[PROBLEM REQUIREMENTS] Tell how many lines in the data contain the string "intern", using a single number as the whole reply.

START DATA RECORDS

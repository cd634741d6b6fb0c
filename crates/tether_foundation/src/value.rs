//! Dynamic payload values.

use std::fmt;
use std::sync::Arc;

use crate::collections::LtMap;
use crate::entity::EntityId;
use crate::intern::KeywordId;
use crate::types::Type;

/// Value stored in a component.
///
/// Tag components hold `Bool(true)`; data components hold a `Record` of
/// keyword fields. Cloning is O(1).
#[derive(Clone)]
pub enum Value {
    /// Absence of a value.
    Nil,
    /// Boolean.
    Bool(bool),
    /// 64-bit signed integer.
    Int(i64),
    /// 64-bit float.
    Float(f64),
    /// String.
    String(Arc<str>),
    /// Keyword.
    Keyword(KeywordId),
    /// Entity reference.
    EntityRef(EntityId),
    /// Record of keyword fields.
    Record(LtMap<KeywordId, Value>),
}

impl Value {
    /// Creates a record with no fields.
    #[must_use]
    pub fn empty_record() -> Self {
        Self::Record(LtMap::new())
    }

    /// Creates a record from field/value pairs.
    #[must_use]
    pub fn record(fields: impl IntoIterator<Item = (KeywordId, Value)>) -> Self {
        Self::Record(fields.into_iter().collect())
    }

    /// Returns the type of this value.
    #[must_use]
    pub fn value_type(&self) -> Type {
        match self {
            Self::Nil => Type::Nil,
            Self::Bool(_) => Type::Bool,
            Self::Int(_) => Type::Int,
            Self::Float(_) => Type::Float,
            Self::String(_) => Type::String,
            Self::Keyword(_) => Type::Keyword,
            Self::EntityRef(_) => Type::EntityRef,
            Self::Record(_) => Type::Record,
        }
    }

    /// Returns true if this value is nil.
    #[must_use]
    pub const fn is_nil(&self) -> bool {
        matches!(self, Self::Nil)
    }

    /// Attempts to extract an integer.
    #[must_use]
    pub const fn as_int(&self) -> Option<i64> {
        match self {
            Self::Int(n) => Some(*n),
            _ => None,
        }
    }

    /// Attempts to extract an entity reference.
    #[must_use]
    pub const fn as_entity(&self) -> Option<EntityId> {
        match self {
            Self::EntityRef(id) => Some(*id),
            _ => None,
        }
    }

    /// Attempts to extract a record.
    #[must_use]
    pub const fn as_record(&self) -> Option<&LtMap<KeywordId, Value>> {
        match self {
            Self::Record(fields) => Some(fields),
            _ => None,
        }
    }

    /// Reads a field of a record value.
    #[must_use]
    pub fn field(&self, name: KeywordId) -> Option<&Value> {
        self.as_record()?.get(&name)
    }

    /// Returns a copy of this record with one field replaced.
    ///
    /// Non-record values are returned unchanged.
    #[must_use]
    pub fn with_field(&self, name: KeywordId, value: Value) -> Self {
        match self {
            Self::Record(fields) => Self::Record(fields.insert(name, value)),
            other => other.clone(),
        }
    }
}

impl PartialEq for Value {
    fn eq(&self, other: &Self) -> bool {
        match (self, other) {
            (Self::Nil, Self::Nil) => true,
            (Self::Bool(a), Self::Bool(b)) => a == b,
            (Self::Int(a), Self::Int(b)) => a == b,
            (Self::Float(a), Self::Float(b)) => a.to_bits() == b.to_bits(),
            (Self::String(a), Self::String(b)) => a == b,
            (Self::Keyword(a), Self::Keyword(b)) => a == b,
            (Self::EntityRef(a), Self::EntityRef(b)) => a == b,
            (Self::Record(a), Self::Record(b)) => a == b,
            _ => false,
        }
    }
}

impl fmt::Debug for Value {
    fn fmt(&self, f: &mut fmt::Formatter<'_>) -> fmt::Result {
        match self {
            Self::Nil => write!(f, "nil"),
            Self::Bool(b) => write!(f, "{b}"),
            Self::Int(n) => write!(f, "{n}"),
            Self::Float(n) => write!(f, "{n}"),
            Self::String(s) => write!(f, "{s:?}"),
            Self::Keyword(id) => write!(f, ":{}", id.index()),
            Self::EntityRef(id) => write!(f, "{id:?}"),
            Self::Record(fields) => write!(f, "{fields:?}"),
        }
    }
}

impl From<bool> for Value {
    fn from(b: bool) -> Self {
        Self::Bool(b)
    }
}

impl From<i64> for Value {
    fn from(n: i64) -> Self {
        Self::Int(n)
    }
}

impl From<EntityId> for Value {
    fn from(id: EntityId) -> Self {
        Self::EntityRef(id)
    }
}
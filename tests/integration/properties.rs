//! Property tests over random link sequences

use proptest::prelude::*;

use tether::engine::{
    Deferred, Immediate, LinkRegistry, MaintenancePass, TagLinkedEntities, TickExecutor,
};
use tether::foundation::{EntityId, KeywordId, Type, Value};
use tether::storage::{CommandBuffer, ComponentSchema, FieldSchema, World};

fn world_with_target() -> (World, KeywordId) {
    let mut world = World::new();
    let target = world.intern("target");
    world
        .register_component(
            ComponentSchema::new(target)
                .with_field(FieldSchema::required(KeywordId::VALUE, Type::EntityRef)),
        )
        .unwrap();
    (world, target)
}

fn payload(linked: EntityId) -> Value {
    Value::record([(KeywordId::VALUE, Value::EntityRef(linked))])
}

fn owners_of(world: &World, linked: EntityId) -> Vec<EntityId> {
    world
        .link_list(linked)
        .map(|list| list.iter().map(|r| r.owner).collect())
        .unwrap_or_default()
}

proptest! {
    #[test]
    fn list_tracks_linked_minus_unlinked(
        policies in prop::collection::vec(any::<bool>(), 1..12),
        unlink_mask in prop::collection::vec(any::<bool>(), 12),
    ) {
        let (mut world, target) = world_with_target();
        let linked = world.spawn();
        let owners: Vec<EntityId> = policies.iter().map(|_| world.spawn()).collect();
        let registry = LinkRegistry::default();
        let mut sink = Immediate::new(&mut world);

        for (&owner, &removable) in owners.iter().zip(&policies) {
            registry.add_link(&mut sink, owner, target, payload(linked), linked, removable).unwrap();
        }
        let mut remaining = Vec::new();
        for (i, &owner) in owners.iter().enumerate() {
            if unlink_mask[i] {
                registry.unlink(&mut sink, owner, linked).unwrap();
            } else {
                remaining.push(owner);
            }
        }

        prop_assert_eq!(owners_of(&world, linked), remaining);
        for (i, &owner) in owners.iter().enumerate() {
            if unlink_mask[i] {
                let expected = if policies[i] {
                    None
                } else {
                    Some(&Value::EntityRef(EntityId::null()))
                };
                prop_assert_eq!(world.get_field(owner, target, KeywordId::VALUE), expected);
            } else {
                prop_assert_eq!(
                    world.get_field(owner, target, KeywordId::VALUE),
                    Some(&Value::EntityRef(linked))
                );
            }
        }
    }

    #[test]
    fn sweep_reverts_surviving_owners(
        policies in prop::collection::vec(any::<bool>(), 1..12),
        doomed in prop::collection::vec(any::<bool>(), 12),
    ) {
        let (mut world, target) = world_with_target();
        let linked = world.spawn();
        let owners: Vec<EntityId> = policies.iter().map(|_| world.spawn()).collect();
        let registry = LinkRegistry::default();
        for (&owner, &removable) in owners.iter().zip(&policies) {
            registry
                .add_link(&mut Immediate::new(&mut world), owner, target, payload(linked), linked, removable)
                .unwrap();
        }
        let mut destroyed = 0;
        for (i, &owner) in owners.iter().enumerate() {
            if doomed[i] {
                world.destroy(owner).unwrap();
                destroyed += 1;
            }
        }

        world.destroy(linked).unwrap();
        let report = TickExecutor::new().tick(&mut world).unwrap();

        prop_assert_eq!(report.swept, 1);
        prop_assert_eq!(report.skipped, destroyed);
        prop_assert_eq!(report.reverted, owners.len() - destroyed);
        prop_assert!(!world.has_link_list(linked));
        prop_assert!(!world.is_pending(linked));
        for (i, &owner) in owners.iter().enumerate() {
            if doomed[i] {
                continue;
            }
            let expected = if policies[i] {
                None
            } else {
                Some(&Value::EntityRef(EntityId::null()))
            };
            prop_assert_eq!(world.get_field(owner, target, KeywordId::VALUE), expected);
        }
    }

    #[test]
    fn deferred_links_match_immediate(policies in prop::collection::vec(any::<bool>(), 1..8)) {
        let (mut immediate, target) = world_with_target();
        let linked = immediate.spawn();
        let owners: Vec<EntityId> = policies.iter().map(|_| immediate.spawn()).collect();
        immediate.create_link_list(linked, 1).unwrap();
        let mut deferred = immediate.clone();
        let registry = LinkRegistry::default();

        {
            let mut sink = Immediate::new(&mut immediate);
            for (&owner, &removable) in owners.iter().zip(&policies) {
                registry.add_link(&mut sink, owner, target, payload(linked), linked, removable).unwrap();
            }
        }
        let mut buffer = CommandBuffer::new();
        {
            let mut sink = Deferred::new(&mut deferred, &mut buffer);
            for (&owner, &removable) in owners.iter().zip(&policies) {
                registry.add_link(&mut sink, owner, target, payload(linked), linked, removable).unwrap();
            }
        }
        buffer.playback(&mut deferred).unwrap();

        prop_assert_eq!(immediate.link_list(linked), deferred.link_list(linked));
        for &owner in &owners {
            prop_assert_eq!(
                immediate.get(owner, target),
                deferred.get(owner, target)
            );
        }
    }

    #[test]
    fn tagging_is_idempotent(count in 0usize..10, tagged_mask in prop::collection::vec(any::<bool>(), 10)) {
        let mut world = World::new();
        let entities: Vec<EntityId> = (0..count).map(|_| world.spawn()).collect();
        for (i, &e) in entities.iter().enumerate() {
            world.create_link_list(e, 1).unwrap();
            if tagged_mask[i] {
                world.add(e, KeywordId::LINKED, Value::Bool(true)).unwrap();
            }
        }

        let mut pass = TagLinkedEntities;
        pass.run(&mut world).unwrap();
        let first: Vec<_> = world.query(&tether::storage::Query::new().with(KeywordId::LINKED));
        let second = pass.run(&mut world).unwrap();
        let again: Vec<_> = world.query(&tether::storage::Query::new().with(KeywordId::LINKED));

        prop_assert_eq!(second.entities, 0);
        prop_assert_eq!(&first, &again);
        prop_assert_eq!(first, entities);
    }
}
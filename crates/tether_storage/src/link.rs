//! Link records and the per-entity link list.
//!
//! A linked entity carries one [`LinkList`]; each [`LinkRecord`] in it names
//! an owner whose payload depends on the linked entity.

use tether_foundation::{EntityId, Error, ErrorKind, KeywordId, Result};

#[cfg(feature = "serde")]
use serde::{Deserialize, Serialize};

/// One owner's dependency on a linked entity.
#[derive(Clone, Copy, Debug, PartialEq, Eq, Hash)]
#[cfg_attr(feature = "serde", derive(Serialize, Deserialize))]
pub struct LinkRecord {
    /// Payload kind attached to the owner.
    pub kind: KeywordId,
    /// Entity holding the payload.
    pub owner: EntityId,
    /// Strip the payload on unlink (`true`) or reset it to its default (`false`).
    pub removable: bool,
}

impl LinkRecord {
    /// Creates a record.
    #[must_use]
    pub const fn new(owner: EntityId, kind: KeywordId, removable: bool) -> Self {
        Self {
            kind,
            owner,
            removable,
        }
    }
}

/// How records are matched during lookup.
#[derive(Clone, Copy, Debug, Default, PartialEq, Eq, Hash)]
#[cfg_attr(feature = "serde", derive(Serialize, Deserialize))]
pub enum LinkIdentity {
    /// A record is identified by its owner alone; the first match wins.
    #[default]
    Owner,
    /// A record is identified by owner and payload kind.
    OwnerAndKind,
}

/// Lookup key for a record in a link list.
#[derive(Clone, Copy, Debug, PartialEq, Eq, Hash)]
pub struct LinkKey {
    /// Owner to match.
    pub owner: EntityId,
    /// Payload kind to match; ignored under [`LinkIdentity::Owner`].
    pub kind: Option<KeywordId>,
}

impl LinkKey {
    /// Key matching any record of `owner`.
    #[must_use]
    pub const fn owner(owner: EntityId) -> Self {
        Self { owner, kind: None }
    }

    /// Key matching `owner` through a specific payload kind.
    #[must_use]
    pub const fn with_kind(owner: EntityId, kind: KeywordId) -> Self {
        Self {
            owner,
            kind: Some(kind),
        }
    }

    /// The key that identifies `record` under composite identity.
    #[must_use]
    pub const fn of(record: &LinkRecord) -> Self {
        Self::with_kind(record.owner, record.kind)
    }

    fn matches(&self, record: &LinkRecord, identity: LinkIdentity) -> bool {
        if record.owner != self.owner {
            return false;
        }
        match (identity, self.kind) {
            (LinkIdentity::OwnerAndKind, Some(kind)) => record.kind == kind,
            _ => true,
        }
    }
}

impl From<EntityId> for LinkKey {
    fn from(owner: EntityId) -> Self {
        Self::owner(owner)
    }
}

/// Ordered list of link records carried by a linked entity.
///
/// Order is append order; removal is by index and preserves the order of
/// the remaining records.
#[derive(Clone, Debug, Default, PartialEq, Eq)]
#[cfg_attr(feature = "serde", derive(Serialize, Deserialize))]
pub struct LinkList {
    records: Vec<LinkRecord>,
}

impl LinkList {
    /// Creates an empty list with room for `capacity` records.
    #[must_use]
    pub fn with_capacity(capacity: usize) -> Self {
        Self {
            records: Vec::with_capacity(capacity),
        }
    }

    /// Appends a record.
    pub fn push(&mut self, record: LinkRecord) {
        self.records.push(record);
    }

    /// Removes and returns the record at `index`, if any.
    pub fn remove(&mut self, index: usize) -> Option<LinkRecord> {
        (index < self.records.len()).then(|| self.records.remove(index))
    }

    /// Gets the record at `index`.
    #[must_use]
    pub fn get(&self, index: usize) -> Option<&LinkRecord> {
        self.records.get(index)
    }

    /// Iterates records in append order.
    pub fn iter(&self) -> impl Iterator<Item = &LinkRecord> {
        self.records.iter()
    }

    /// Number of records.
    #[must_use]
    pub fn len(&self) -> usize {
        self.records.len()
    }

    /// Returns true if the list has no records.
    #[must_use]
    pub fn is_empty(&self) -> bool {
        self.records.is_empty()
    }

    /// Returns true if any record matches `key`.
    #[must_use]
    pub fn contains(&self, key: LinkKey, identity: LinkIdentity) -> bool {
        self.records.iter().any(|r| key.matches(r, identity))
    }

    /// Finds the record matching `key`, returning its index.
    ///
    /// `linked` is the entity carrying this list and only names it in errors.
    ///
    /// # Errors
    ///
    /// `LinkRecordNotFound` when nothing matches. Under
    /// [`LinkIdentity::OwnerAndKind`], an owner-only key matching more than
    /// one record fails with `AmbiguousLink`.
    pub fn find(
        &self,
        key: LinkKey,
        identity: LinkIdentity,
        linked: EntityId,
    ) -> Result<(usize, LinkRecord)> {
        let mut matches = self
            .records
            .iter()
            .enumerate()
            .filter(|(_, r)| key.matches(r, identity));

        let Some((index, record)) = matches.next() else {
            return Err(Error::link_record_not_found(key.owner, linked));
        };

        if identity == LinkIdentity::OwnerAndKind && key.kind.is_none() {
            let extra = matches.count();
            if extra > 0 {
                return Err(Error::new(ErrorKind::AmbiguousLink {
                    owner: key.owner,
                    linked,
                    count: extra + 1,
                }));
            }
        }
        Ok((index, *record))
    }
}

impl<'a> IntoIterator for &'a LinkList {
    type Item = &'a LinkRecord;
    type IntoIter = std::slice::Iter<'a, LinkRecord>;

    fn into_iter(self) -> Self::IntoIter {
        self.records.iter()
    }
}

END DATA RECORDS

[RESPONSE TO THE TASK] 2